Assistant is designed to be able to assist with a wide range of tasks, from answering simple questions to providing in-depth explanations and discussions on a wide range of topics. As a language model, Assistant is able to generate human-like text based on the input it receives, allowing it to engage in natural-sounding conversations and provide responses that are coherent and relevant to the topic at hand.

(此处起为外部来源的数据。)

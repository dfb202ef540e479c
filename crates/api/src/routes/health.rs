//! Health check endpoint.

use std::sync::Arc;

use axum::Json;
use axum::extract::State;
use axum::http::StatusCode;
use domain::{AddProduct, DeleteProduct, GetProduct, UpdateProduct};
use pipeline::{Mediator, Request};
use serde::Serialize;

use super::products::AppState;

#[derive(Serialize)]
pub struct HealthResponse {
    pub status: &'static str,
    /// Product requests without a registered pipeline.
    pub unhandled_requests: Vec<&'static str>,
}

fn missing<R: Request>(mediator: &Mediator, out: &mut Vec<&'static str>) {
    if !mediator.handles::<R>() {
        out.push(R::NAME);
    }
}

/// GET /health: ok once every product request can be dispatched.
pub async fn check(State(state): State<Arc<AppState>>) -> (StatusCode, Json<HealthResponse>) {
    let mediator = state.products.mediator();
    let mut unhandled_requests = Vec::new();
    missing::<GetProduct>(mediator, &mut unhandled_requests);
    missing::<AddProduct>(mediator, &mut unhandled_requests);
    missing::<UpdateProduct>(mediator, &mut unhandled_requests);
    missing::<DeleteProduct>(mediator, &mut unhandled_requests);

    if unhandled_requests.is_empty() {
        (
            StatusCode::OK,
            Json(HealthResponse {
                status: "ok",
                unhandled_requests,
            }),
        )
    } else {
        tracing::warn!(?unhandled_requests, "product requests without a handler");
        (
            StatusCode::SERVICE_UNAVAILABLE,
            Json(HealthResponse {
                status: "degraded",
                unhandled_requests,
            }),
        )
    }
}
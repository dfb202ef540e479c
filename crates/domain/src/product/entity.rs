//! The product entity and its table mapping.

use entity_store::{AuditInfo, Auditable, Entity, EntityId, FieldValue, PgEntity};
use serde::{Deserialize, Serialize};
use sqlx::Row;
use sqlx::postgres::PgRow;

/// A catalog product.
///
/// `id` and the audit fields are assigned by the entity store; values set
/// by callers are ignored on insert.
#[derive(Debug, Clone, PartialEq, Default, Serialize, Deserialize)]
pub struct Product {
    pub id: Option<EntityId>,
    pub sku: String,
    pub name: String,
    pub description: String,
    pub price: f64,
    #[serde(flatten)]
    pub audit: AuditInfo,
}

impl Product {
    /// Entity kind reported in not-found errors.
    pub const KIND: &'static str = "Product";

    /// Creates an unsaved product.
    pub fn new(
        sku: impl Into<String>,
        name: impl Into<String>,
        description: impl Into<String>,
        price: f64,
    ) -> Self {
        Self {
            id: None,
            sku: sku.into(),
            name: name.into(),
            description: description.into(),
            price,
            audit: AuditInfo::default(),
        }
    }
}

/// Product fields usable in filters and orderings.
#[derive(Debug, Clone, Copy, PartialEq, Eq, Hash)]
pub enum ProductField {
    Id,
    Sku,
    Name,
    Description,
    Price,
}

impl Auditable for Product {
    fn audit(&self) -> &AuditInfo {
        &self.audit
    }

    fn audit_mut(&mut self) -> &mut AuditInfo {
        &mut self.audit
    }
}

impl Entity for Product {
    type Field = ProductField;

    fn kind() -> &'static str {
        Self::KIND
    }

    fn id(&self) -> Option<EntityId> {
        self.id
    }

    fn set_id(&mut self, id: EntityId) {
        self.id = Some(id);
    }

    fn field(&self, field: ProductField) -> FieldValue {
        match field {
            ProductField::Id => FieldValue::Int(self.id.map_or(0, |id| id.as_i64())),
            ProductField::Sku => FieldValue::Text(self.sku.clone()),
            ProductField::Name => FieldValue::Text(self.name.clone()),
            ProductField::Description => FieldValue::Text(self.description.clone()),
            ProductField::Price => FieldValue::Float(self.price),
        }
    }
}

impl PgEntity for Product {
    const TABLE: &'static str = "products";
    const COLUMNS: &'static [&'static str] = &["sku", "name", "description", "price"];

    fn column(field: ProductField) -> &'static str {
        match field {
            ProductField::Id => "id",
            ProductField::Sku => "sku",
            ProductField::Name => "name",
            ProductField::Description => "description",
            ProductField::Price => "price",
        }
    }

    fn values(&self) -> Vec<FieldValue> {
        vec![
            FieldValue::Text(self.sku.clone()),
            FieldValue::Text(self.name.clone()),
            FieldValue::Text(self.description.clone()),
            FieldValue::Float(self.price),
        ]
    }

    fn from_row(row: &PgRow) -> Result<Self, sqlx::Error> {
        Ok(Self {
            id: None,
            sku: row.try_get("sku")?,
            name: row.try_get("name")?,
            description: row.try_get("description")?,
            price: row.try_get("price")?,
            audit: AuditInfo::default(),
        })
    }
}
use std::cmp::Ordering;

use crate::{Entity, FieldValue};

/// Comparison operators usable in a [`Filter`].
#[derive(Debug, Clone, Copy, PartialEq, Eq)]
pub enum CompareOp {
    Eq,
    Ne,
    Gt,
    Ge,
    Lt,
    Le,
}

impl CompareOp {
    fn holds(&self, ordering: Ordering) -> bool {
        match self {
            CompareOp::Eq => ordering == Ordering::Equal,
            CompareOp::Ne => ordering != Ordering::Equal,
            CompareOp::Gt => ordering == Ordering::Greater,
            CompareOp::Ge => ordering != Ordering::Less,
            CompareOp::Lt => ordering == Ordering::Less,
            CompareOp::Le => ordering != Ordering::Greater,
        }
    }

    /// The SQL spelling of this operator.
    pub fn as_sql(&self) -> &'static str {
        match self {
            CompareOp::Eq => "=",
            CompareOp::Ne => "<>",
            CompareOp::Gt => ">",
            CompareOp::Ge => ">=",
            CompareOp::Lt => "<",
            CompareOp::Le => "<=",
        }
    }
}

/// A composable boolean predicate over the fields of an entity.
///
/// Filters are plain data so each store can evaluate them its own way:
/// in-process via [`Filter::matches`], or translated into a native query.
#[derive(Debug, Clone, PartialEq)]
pub enum Filter<F> {
    /// Matches every entity.
    All,

    /// Compares a field against a value.
    Compare {
        field: F,
        op: CompareOp,
        value: FieldValue,
    },

    /// Matches text fields containing `needle` (case-sensitive).
    Contains { field: F, needle: String },

    /// Matches when every inner filter matches. Empty matches everything.
    And(Vec<Filter<F>>),

    /// Matches when any inner filter matches. Empty matches nothing.
    Or(Vec<Filter<F>>),

    /// Inverts the inner filter.
    Not(Box<Filter<F>>),
}

impl<F> Default for Filter<F> {
    fn default() -> Self {
        Filter::All
    }
}

impl<F: Copy> Filter<F> {
    pub fn compare(field: F, op: CompareOp, value: impl Into<FieldValue>) -> Self {
        Filter::Compare {
            field,
            op,
            value: value.into(),
        }
    }

    pub fn eq(field: F, value: impl Into<FieldValue>) -> Self {
        Self::compare(field, CompareOp::Eq, value)
    }

    pub fn ne(field: F, value: impl Into<FieldValue>) -> Self {
        Self::compare(field, CompareOp::Ne, value)
    }

    pub fn gt(field: F, value: impl Into<FieldValue>) -> Self {
        Self::compare(field, CompareOp::Gt, value)
    }

    pub fn ge(field: F, value: impl Into<FieldValue>) -> Self {
        Self::compare(field, CompareOp::Ge, value)
    }

    pub fn lt(field: F, value: impl Into<FieldValue>) -> Self {
        Self::compare(field, CompareOp::Lt, value)
    }

    pub fn le(field: F, value: impl Into<FieldValue>) -> Self {
        Self::compare(field, CompareOp::Le, value)
    }

    pub fn contains(field: F, needle: impl Into<String>) -> Self {
        Filter::Contains {
            field,
            needle: needle.into(),
        }
    }

    /// Combines with `other`; both must match.
    pub fn and(self, other: Filter<F>) -> Self {
        match self {
            Filter::All => other,
            Filter::And(mut filters) => {
                filters.push(other);
                Filter::And(filters)
            }
            filter => Filter::And(vec![filter, other]),
        }
    }

    /// Combines with `other`; either may match.
    pub fn or(self, other: Filter<F>) -> Self {
        match self {
            Filter::Or(mut filters) => {
                filters.push(other);
                Filter::Or(filters)
            }
            filter => Filter::Or(vec![filter, other]),
        }
    }

    /// Inverts this filter.
    pub fn negate(self) -> Self {
        match self {
            Filter::Not(inner) => *inner,
            filter => Filter::Not(Box::new(filter)),
        }
    }

    /// Evaluates the filter against an entity.
    ///
    /// Comparisons between incompatible value types never match.
    pub fn matches<T>(&self, entity: &T) -> bool
    where
        T: Entity<Field = F>,
    {
        match self {
            Filter::All => true,
            Filter::Compare { field, op, value } => entity
                .field(*field)
                .compare(value)
                .is_some_and(|ordering| op.holds(ordering)),
            Filter::Contains { field, needle } => entity
                .field(*field)
                .as_text()
                .is_some_and(|text| text.contains(needle.as_str())),
            Filter::And(filters) => filters.iter().all(|f| f.matches(entity)),
            Filter::Or(filters) => filters.iter().any(|f| f.matches(entity)),
            Filter::Not(inner) => !inner.matches(entity),
        }
    }
}

/// Sort direction.
#[derive(Debug, Clone, Copy, PartialEq, Eq, Default)]
pub enum Direction {
    #[default]
    Asc,
    Desc,
}

/// One ordering key.
#[derive(Debug, Clone, Copy, PartialEq, Eq)]
pub struct OrderBy<F> {
    pub field: F,
    pub direction: Direction,
}

/// Builder for bulk reads: filter, ordering and paging.
///
/// With no ordering, results come back in ascending identity order.
#[derive(Debug, Clone, PartialEq)]
pub struct EntityQuery<F> {
    pub filter: Filter<F>,
    pub order_by: Vec<OrderBy<F>>,
    pub limit: Option<usize>,
    pub offset: Option<usize>,
}

impl<F> Default for EntityQuery<F> {
    fn default() -> Self {
        Self {
            filter: Filter::All,
            order_by: Vec::new(),
            limit: None,
            offset: None,
        }
    }
}

impl<F: Copy> EntityQuery<F> {
    /// Creates a query matching every entity.
    pub fn new() -> Self {
        Self::default()
    }

    /// Creates a query with the given filter.
    pub fn matching(filter: Filter<F>) -> Self {
        Self {
            filter,
            ..Default::default()
        }
    }

    /// Replaces the filter.
    pub fn filter(mut self, filter: Filter<F>) -> Self {
        self.filter = filter;
        self
    }

    /// Appends an ordering key; earlier keys take precedence.
    pub fn order_by(mut self, field: F, direction: Direction) -> Self {
        self.order_by.push(OrderBy { field, direction });
        self
    }

    /// Limits the number of entities returned.
    pub fn limit(mut self, limit: usize) -> Self {
        self.limit = Some(limit);
        self
    }

    /// Skips this many entities before returning results.
    pub fn offset(mut self, offset: usize) -> Self {
        self.offset = Some(offset);
        self
    }

    /// Orders entities by this query's keys, falling back to identity.
    pub fn compare_entities<T>(&self, a: &T, b: &T) -> Ordering
    where
        T: Entity<Field = F>,
    {
        for key in &self.order_by {
            let ordering = a
                .field(key.field)
                .compare(&b.field(key.field))
                .unwrap_or(Ordering::Equal);
            let ordering = match key.direction {
                Direction::Asc => ordering,
                Direction::Desc => ordering.reverse(),
            };
            if ordering != Ordering::Equal {
                return ordering;
            }
        }
        a.id().cmp(&b.id())
    }
}
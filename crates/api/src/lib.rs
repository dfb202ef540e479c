//! HTTP API server with observability for the product catalog service.
//!
//! Provides REST endpoints for product management over the request
//! pipeline, with structured logging (tracing) and Prometheus metrics.

pub mod config;
pub mod error;
pub mod routes;

use std::sync::Arc;

use axum::Router;
use axum::routing::get;
use common::Actor;
use domain::{Product, ProductService};
use entity_store::EntityStore;
use metrics_exporter_prometheus::PrometheusHandle;
use pipeline::CancellationToken;
use tower_http::cors::{Any, CorsLayer};
use tower_http::trace::TraceLayer;

use routes::products::AppState;

/// Creates the Axum application router with all routes and shared state.
pub fn create_app(state: Arc<AppState>, metrics_handle: PrometheusHandle) -> Router {
    let metrics_router = Router::new()
        .route("/metrics", get(routes::metrics::get))
        .with_state(metrics_handle);

    Router::new()
        .route("/health", get(routes::health::check))
        .route(
            "/api/v1/products",
            axum::routing::post(routes::products::create).put(routes::products::update),
        )
        .route(
            "/api/v1/products/{id}",
            get(routes::products::get).delete(routes::products::delete),
        )
        .with_state(state)
        .merge(metrics_router)
        .layer(
            CorsLayer::new()
                .allow_origin(Any)
                .allow_methods(Any)
                .allow_headers(Any),
        )
        .layer(TraceLayer::new_for_http())
}

/// Creates the application state over `store`, acting as `default_actor`
/// when a request names no actor.
pub fn create_default_state<S>(store: S, default_actor: Actor) -> Arc<AppState>
where
    S: EntityStore<Product> + Clone + 'static,
{
    Arc::new(AppState {
        products: ProductService::with_actor(store, default_actor.clone()),
        default_actor,
        shutdown: CancellationToken::new(),
    })
}
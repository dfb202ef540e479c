pub mod health;
pub mod metrics;
pub mod products;
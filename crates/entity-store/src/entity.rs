//! The entity abstraction stores operate on.

use std::cmp::Ordering;
use std::fmt::Debug;

use chrono::{DateTime, Utc};

use crate::{Auditable, EntityId};

/// A typed value read from one field of an entity.
///
/// Filters compare entity fields against these values; the PostgreSQL store
/// binds them as query parameters.
#[derive(Debug, Clone, PartialEq)]
pub enum FieldValue {
    Int(i64),
    Float(f64),
    Text(String),
    Timestamp(DateTime<Utc>),
}

impl FieldValue {
    /// Compares two values, returning None when the types are incompatible.
    ///
    /// Integers and floats compare numerically with each other.
    pub fn compare(&self, other: &FieldValue) -> Option<Ordering> {
        match (self, other) {
            (FieldValue::Int(a), FieldValue::Int(b)) => Some(a.cmp(b)),
            (FieldValue::Float(a), FieldValue::Float(b)) => a.partial_cmp(b),
            (FieldValue::Int(a), FieldValue::Float(b)) => (*a as f64).partial_cmp(b),
            (FieldValue::Float(a), FieldValue::Int(b)) => a.partial_cmp(&(*b as f64)),
            (FieldValue::Text(a), FieldValue::Text(b)) => Some(a.cmp(b)),
            (FieldValue::Timestamp(a), FieldValue::Timestamp(b)) => Some(a.cmp(b)),
            _ => None,
        }
    }

    /// Returns the text content if this is a `Text` value.
    pub fn as_text(&self) -> Option<&str> {
        match self {
            FieldValue::Text(s) => Some(s),
            _ => None,
        }
    }
}

impl From<i64> for FieldValue {
    fn from(v: i64) -> Self {
        FieldValue::Int(v)
    }
}

impl From<EntityId> for FieldValue {
    fn from(v: EntityId) -> Self {
        FieldValue::Int(v.as_i64())
    }
}

impl From<f64> for FieldValue {
    fn from(v: f64) -> Self {
        FieldValue::Float(v)
    }
}

impl From<&str> for FieldValue {
    fn from(v: &str) -> Self {
        FieldValue::Text(v.to_string())
    }
}

impl From<String> for FieldValue {
    fn from(v: String) -> Self {
        FieldValue::Text(v)
    }
}

impl From<DateTime<Utc>> for FieldValue {
    fn from(v: DateTime<Utc>) -> Self {
        FieldValue::Timestamp(v)
    }
}

/// An audited record with an integer identity, persisted by an
/// [`EntityStore`](crate::EntityStore).
///
/// Identity and audit fields belong to the store: implementations expose
/// them but never assign them from request data.
pub trait Entity: Auditable + Clone + Send + Sync + 'static {
    /// Field descriptors usable in filters and orderings.
    type Field: Copy + Eq + Debug + Send + Sync + 'static;

    /// Human-readable entity kind, e.g. `"Product"`.
    fn kind() -> &'static str;

    /// The store-assigned identity, or None before the entity is added.
    fn id(&self) -> Option<EntityId>;

    fn set_id(&mut self, id: EntityId);

    /// Reads one field as a comparable value.
    fn field(&self, field: Self::Field) -> FieldValue;
}
use std::marker::PhantomData;
use std::sync::Arc;

use async_trait::async_trait;
use sqlx::postgres::{PgArguments, PgRow};
use sqlx::{PgExecutor, PgPool, Postgres, Row};

use crate::{
    Actor, AuditInfo, Clock, Direction, Entity, EntityId, EntityQuery, FieldValue, Filter,
    Mutation, Result, StoreError, SystemClock,
    audit::stamp,
    store::{EntityStore, record_mutation, require_id},
};

type PgQuery<'q> = sqlx::query::Query<'q, Postgres, PgArguments>;

/// Table mapping for entities persisted by [`PostgresEntityStore`].
///
/// The mapping covers business columns only. The store owns the `id`
/// (`BIGSERIAL`) column and the four audit columns: `created_date`,
/// `created_by`, `last_modified_date`, `last_modified_by`.
pub trait PgEntity: Entity {
    /// Table name.
    const TABLE: &'static str;

    /// Business columns, in the order [`values`](PgEntity::values) yields them.
    const COLUMNS: &'static [&'static str];

    /// Column holding a field. Filters and orderings are translated with it.
    fn column(field: Self::Field) -> &'static str;

    /// Business column values, aligned with [`COLUMNS`](PgEntity::COLUMNS).
    fn values(&self) -> Vec<FieldValue>;

    /// Decodes the business columns of a row. Identity and audit fields are
    /// filled in by the store afterwards.
    fn from_row(row: &PgRow) -> std::result::Result<Self, sqlx::Error>;
}

/// PostgreSQL-backed entity store implementation.
///
/// Filters and orderings are compiled into parameterised SQL so matching
/// happens in the database.
pub struct PostgresEntityStore<T> {
    pool: PgPool,
    clock: Arc<dyn Clock>,
    _entity: PhantomData<fn() -> T>,
}

impl<T> Clone for PostgresEntityStore<T> {
    fn clone(&self) -> Self {
        Self {
            pool: self.pool.clone(),
            clock: Arc::clone(&self.clock),
            _entity: PhantomData,
        }
    }
}

impl<T: PgEntity> PostgresEntityStore<T> {
    /// Creates a new PostgreSQL entity store.
    pub fn new(pool: PgPool) -> Self {
        Self::with_clock(pool, Arc::new(SystemClock))
    }

    /// Creates a store stamping with the given clock.
    pub fn with_clock(pool: PgPool, clock: Arc<dyn Clock>) -> Self {
        Self {
            pool,
            clock,
            _entity: PhantomData,
        }
    }

    /// Gets a reference to the underlying connection pool.
    pub fn pool(&self) -> &PgPool {
        &self.pool
    }

    fn select_sql() -> String {
        format!(
            "SELECT id, {}, created_date, created_by, last_modified_date, last_modified_by FROM {}",
            T::COLUMNS.join(", "),
            T::TABLE
        )
    }

    fn row_to_entity(row: PgRow) -> Result<T> {
        let mut entity = T::from_row(&row)?;
        entity.set_id(EntityId::new(row.try_get("id")?));
        *entity.audit_mut() = AuditInfo {
            created_date: row.try_get("created_date")?,
            created_by: row.try_get("created_by")?,
            last_modified_date: row.try_get("last_modified_date")?,
            last_modified_by: row.try_get("last_modified_by")?,
        };
        Ok(entity)
    }

    /// Inserts an already stamped entity and returns its new identity.
    async fn insert_row<'e, E: PgExecutor<'e>>(executor: E, entity: &T) -> Result<EntityId> {
        let columns = T::COLUMNS.len();
        let placeholders: Vec<String> = (1..=columns + 2).map(|i| format!("${i}")).collect();
        let sql = format!(
            "INSERT INTO {} ({}, created_date, created_by, last_modified_date, last_modified_by) \
             VALUES ({}, NULL, NULL) RETURNING id",
            T::TABLE,
            T::COLUMNS.join(", "),
            placeholders.join(", ")
        );

        let audit = entity.audit();
        let mut query = sqlx::query(&sql);
        for value in entity.values() {
            query = bind_value(query, value);
        }
        let row = query
            .bind(audit.created_date)
            .bind(audit.created_by.clone())
            .fetch_one(executor)
            .await?;

        Ok(EntityId::new(row.try_get("id")?))
    }
}

/// Binds one field value as the next query parameter.
fn bind_value(query: PgQuery<'_>, value: FieldValue) -> PgQuery<'_> {
    match value {
        FieldValue::Int(v) => query.bind(v),
        FieldValue::Float(v) => query.bind(v),
        FieldValue::Text(v) => query.bind(v),
        FieldValue::Timestamp(v) => query.bind(v),
    }
}

/// Renders `LIMIT`/`OFFSET` clauses, pushing their values onto `params`.
///
/// A limit beyond `i64::MAX` means no limit and an offset beyond it is
/// clamped, matching the in-memory store's `take`/`skip` semantics.
fn compile_page(
    limit: Option<usize>,
    offset: Option<usize>,
    params: &mut Vec<FieldValue>,
) -> String {
    let mut sql = String::new();
    if let Some(limit) = limit.and_then(|limit| i64::try_from(limit).ok()) {
        params.push(FieldValue::Int(limit));
        sql.push_str(&format!(" LIMIT ${}", params.len()));
    }
    if let Some(offset) = offset {
        params.push(FieldValue::Int(i64::try_from(offset).unwrap_or(i64::MAX)));
        sql.push_str(&format!(" OFFSET ${}", params.len()));
    }
    sql
}

/// Translates a filter into a SQL boolean expression, pushing the values it
/// compares against onto `params`. Placeholders are numbered from
/// `params.len() + 1`.
fn compile_filter<T: PgEntity>(filter: &Filter<T::Field>, params: &mut Vec<FieldValue>) -> String {
    match filter {
        Filter::All => "TRUE".to_string(),
        Filter::Compare { field, op, value } => {
            params.push(value.clone());
            format!("{} {} ${}", T::column(*field), op.as_sql(), params.len())
        }
        Filter::Contains { field, needle } => {
            params.push(FieldValue::Text(needle.clone()));
            format!("strpos({}, ${}) > 0", T::column(*field), params.len())
        }
        Filter::And(filters) if filters.is_empty() => "TRUE".to_string(),
        Filter::And(filters) => join_filters::<T>(filters, " AND ", params),
        Filter::Or(filters) if filters.is_empty() => "FALSE".to_string(),
        Filter::Or(filters) => join_filters::<T>(filters, " OR ", params),
        Filter::Not(inner) => format!("NOT ({})", compile_filter::<T>(inner, params)),
    }
}

fn join_filters<T: PgEntity>(
    filters: &[Filter<T::Field>],
    separator: &str,
    params: &mut Vec<FieldValue>,
) -> String {
    let parts: Vec<String> = filters
        .iter()
        .map(|f| format!("({})", compile_filter::<T>(f, params)))
        .collect();
    parts.join(separator)
}

fn compile_order<T: PgEntity>(query: &EntityQuery<T::Field>) -> String {
    let mut keys: Vec<String> = query
        .order_by
        .iter()
        .map(|key| {
            let direction = match key.direction {
                Direction::Asc => "ASC",
                Direction::Desc => "DESC",
            };
            format!("{} {direction}", T::column(key.field))
        })
        .collect();
    keys.push("id ASC".to_string());
    format!(" ORDER BY {}", keys.join(", "))
}

#[async_trait]
impl<T: PgEntity> EntityStore<T> for PostgresEntityStore<T> {
    async fn get_by_id(&self, id: EntityId) -> Result<Option<T>> {
        let sql = format!("{} WHERE id = $1", Self::select_sql());
        let row = sqlx::query(&sql)
            .bind(id.as_i64())
            .fetch_optional(&self.pool)
            .await?;

        row.map(Self::row_to_entity).transpose()
    }

    async fn get_first_matching(&self, filter: Filter<T::Field>) -> Result<Option<T>> {
        let mut params = Vec::new();
        let condition = compile_filter::<T>(&filter, &mut params);
        let sql = format!(
            "{} WHERE {condition} ORDER BY id ASC LIMIT 1",
            Self::select_sql()
        );

        let mut query = sqlx::query(&sql);
        for value in params {
            query = bind_value(query, value);
        }
        let row = query.fetch_optional(&self.pool).await?;

        row.map(Self::row_to_entity).transpose()
    }

    async fn get_all(&self) -> Result<Vec<T>> {
        let sql = format!("{} ORDER BY id ASC", Self::select_sql());
        let rows = sqlx::query(&sql).fetch_all(&self.pool).await?;
        rows.into_iter().map(Self::row_to_entity).collect()
    }

    async fn get_matching(&self, query: EntityQuery<T::Field>) -> Result<Vec<T>> {
        let mut params = Vec::new();
        let condition = compile_filter::<T>(&query.filter, &mut params);
        let mut sql = format!("{} WHERE {condition}", Self::select_sql());
        sql.push_str(&compile_order::<T>(&query));

        sql.push_str(&compile_page(query.limit, query.offset, &mut params));

        let mut sqlx_query = sqlx::query(&sql);
        for value in params {
            sqlx_query = bind_value(sqlx_query, value);
        }

        let rows = sqlx_query.fetch_all(&self.pool).await?;
        rows.into_iter().map(Self::row_to_entity).collect()
    }

    async fn add(&self, mut entity: T, actor: &Actor) -> Result<T> {
        stamp(&mut entity, Mutation::Insert, actor, self.clock.now());
        let id = Self::insert_row(&self.pool, &entity).await?;
        entity.set_id(id);

        record_mutation::<T>(Mutation::Insert, 1);
        Ok(entity)
    }

    async fn add_many(&self, entities: Vec<T>, actor: &Actor) -> Result<Vec<T>> {
        let now = self.clock.now();
        let mut tx = self.pool.begin().await?;

        let mut stored = Vec::with_capacity(entities.len());
        for mut entity in entities {
            stamp(&mut entity, Mutation::Insert, actor, now);
            let id = Self::insert_row(&mut *tx, &entity).await?;
            entity.set_id(id);
            stored.push(entity);
        }

        tx.commit().await?;
        record_mutation::<T>(Mutation::Insert, stored.len() as u64);
        Ok(stored)
    }

    async fn update(&self, mut entity: T, actor: &Actor) -> Result<()> {
        let id = require_id(&entity)?;
        stamp(&mut entity, Mutation::Update, actor, self.clock.now());

        let columns = T::COLUMNS.len();
        let assignments: Vec<String> = T::COLUMNS
            .iter()
            .enumerate()
            .map(|(i, column)| format!("{column} = ${}", i + 1))
            .collect();
        let sql = format!(
            "UPDATE {} SET {}, last_modified_date = ${}, last_modified_by = ${} WHERE id = ${}",
            T::TABLE,
            assignments.join(", "),
            columns + 1,
            columns + 2,
            columns + 3
        );

        let audit = entity.audit();
        let mut query = sqlx::query(&sql);
        for value in entity.values() {
            query = bind_value(query, value);
        }
        let result = query
            .bind(audit.last_modified_date)
            .bind(audit.last_modified_by.clone())
            .bind(id.as_i64())
            .execute(&self.pool)
            .await?;

        if result.rows_affected() == 0 {
            return Err(StoreError::NotFound {
                kind: T::kind(),
                id,
            });
        }

        record_mutation::<T>(Mutation::Update, 1);
        Ok(())
    }

    async fn delete(&self, entity: &T) -> Result<()> {
        let id = require_id(entity)?;
        let sql = format!("DELETE FROM {} WHERE id = $1", T::TABLE);
        let result = sqlx::query(&sql)
            .bind(id.as_i64())
            .execute(&self.pool)
            .await?;

        if result.rows_affected() == 0 {
            return Err(StoreError::NotFound {
                kind: T::kind(),
                id,
            });
        }

        record_mutation::<T>(Mutation::Delete, 1);
        Ok(())
    }

    async fn delete_matching(&self, filter: Filter<T::Field>) -> Result<u64> {
        let mut params = Vec::new();
        let condition = compile_filter::<T>(&filter, &mut params);
        let sql = format!("DELETE FROM {} WHERE {condition}", T::TABLE);

        let mut query = sqlx::query(&sql);
        for value in params {
            query = bind_value(query, value);
        }
        let result = query.execute(&self.pool).await?;

        let removed = result.rows_affected();
        record_mutation::<T>(Mutation::Delete, removed);
        Ok(removed)
    }
}
use thiserror::Error;

use crate::EntityId;

/// Errors that can occur when interacting with an entity store.
#[derive(Debug, Error)]
pub enum StoreError {
    /// No stored entity has the given identity.
    #[error("{kind} with id {id} not found")]
    NotFound { kind: &'static str, id: EntityId },

    /// A mutation that needs a stored identity was given an entity without one.
    #[error("{kind} has no identity; it must be added before it can be updated or deleted")]
    MissingIdentity { kind: &'static str },

    /// A database error occurred.
    #[error("Database error: {0}")]
    Database(#[from] sqlx::Error),
}

/// Result type for entity store operations.
pub type Result<T> = std::result::Result<T, StoreError>;
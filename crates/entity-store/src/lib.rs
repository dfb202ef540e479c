pub mod audit;
pub mod entity;
pub mod error;
pub mod memory;
pub mod postgres;
pub mod query;
pub mod store;

pub use audit::{AuditInfo, Auditable, Clock, FixedClock, Mutation, SystemClock};
pub use common::{Actor, EntityId};
pub use entity::{Entity, FieldValue};
pub use error::{Result, StoreError};
pub use memory::InMemoryEntityStore;
pub use postgres::{PgEntity, PostgresEntityStore};
pub use query::{CompareOp, Direction, EntityQuery, Filter, OrderBy};
pub use store::{EntityStore, EntityStoreExt};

Assistant is constantly learning and improving, and its capabilities are constantly evolving. It is able to process and understand large amounts of text, and can use this knowledge to provide accurate and informative responses to a wide range of questions. Additionally, Assistant is able to generate its own text based on the input it receives, allowing it to engage in discussions and provide explanations and descriptions on a wide range of topics.
Overall, Assistant is a powerful tool that can help with a wide range of tasks and provide valuable insights and information on a wide range of topics. Whether you need help with a specific question or just want to have a conversation about a particular topic, Assistant is here to assist.
Assistant is aware that human input is being transcribed from audio and as such there may be some errors in the transcription. It will attempt to account for some words being swapped with similar-sounding words or phrases. Assistant will also keep responses concise, because human attention spans are more limited over the audio channel since it takes time to listen to a response.
{history}
Human: {human_input}
Assistant:"""
prompt = PromptTemplate(
input_variables=["history", "human_input"],
template=template
)
chatgpt_chain = LLMChain(
llm=llm,
prompt=prompt,
verbose=True,
memory=ConversationBufferWindowMemory(k=2),
)
engine = pyttsx3.init()
# 定义一个函数用于监听麦克风输入并进行处理
def listen():
r = sr.Recognizer()
with sr.Microphone() as source:
print('校准中...')
r.adjust_for_ambient_noise(source, duration=10)
# 可选参数,用于调整麦克风灵敏度
# r.energy_threshold = 200
r.pause_threshold=0.5
print('好的,开始吧!')
while (1):
text = ''
print('正在倾听...')
try:
audio = r.listen(source, timeout=10)
print('识别中...')
# 进行语音识别
text = r.recognize_whisper(audio)
print(text)
except Exception as e:
unrecognized_speech_text = f'抱歉,我没听清楚。错误信息: {e}s'
text = unrecognized_speech_text
print(text)
# 使用语言模型生成对话回复
response_text = chatgpt_chain.predict(human_input=text)
print(response_text)
# 使用语音合成引擎将回复转换为语音并播放
engine.say(response_text)
engine.runAndWait()
listen()
讲英文,回答英文,讲中文它会回答中文,但是识别同音字效果并不好。不知道如何提高同音字识别效果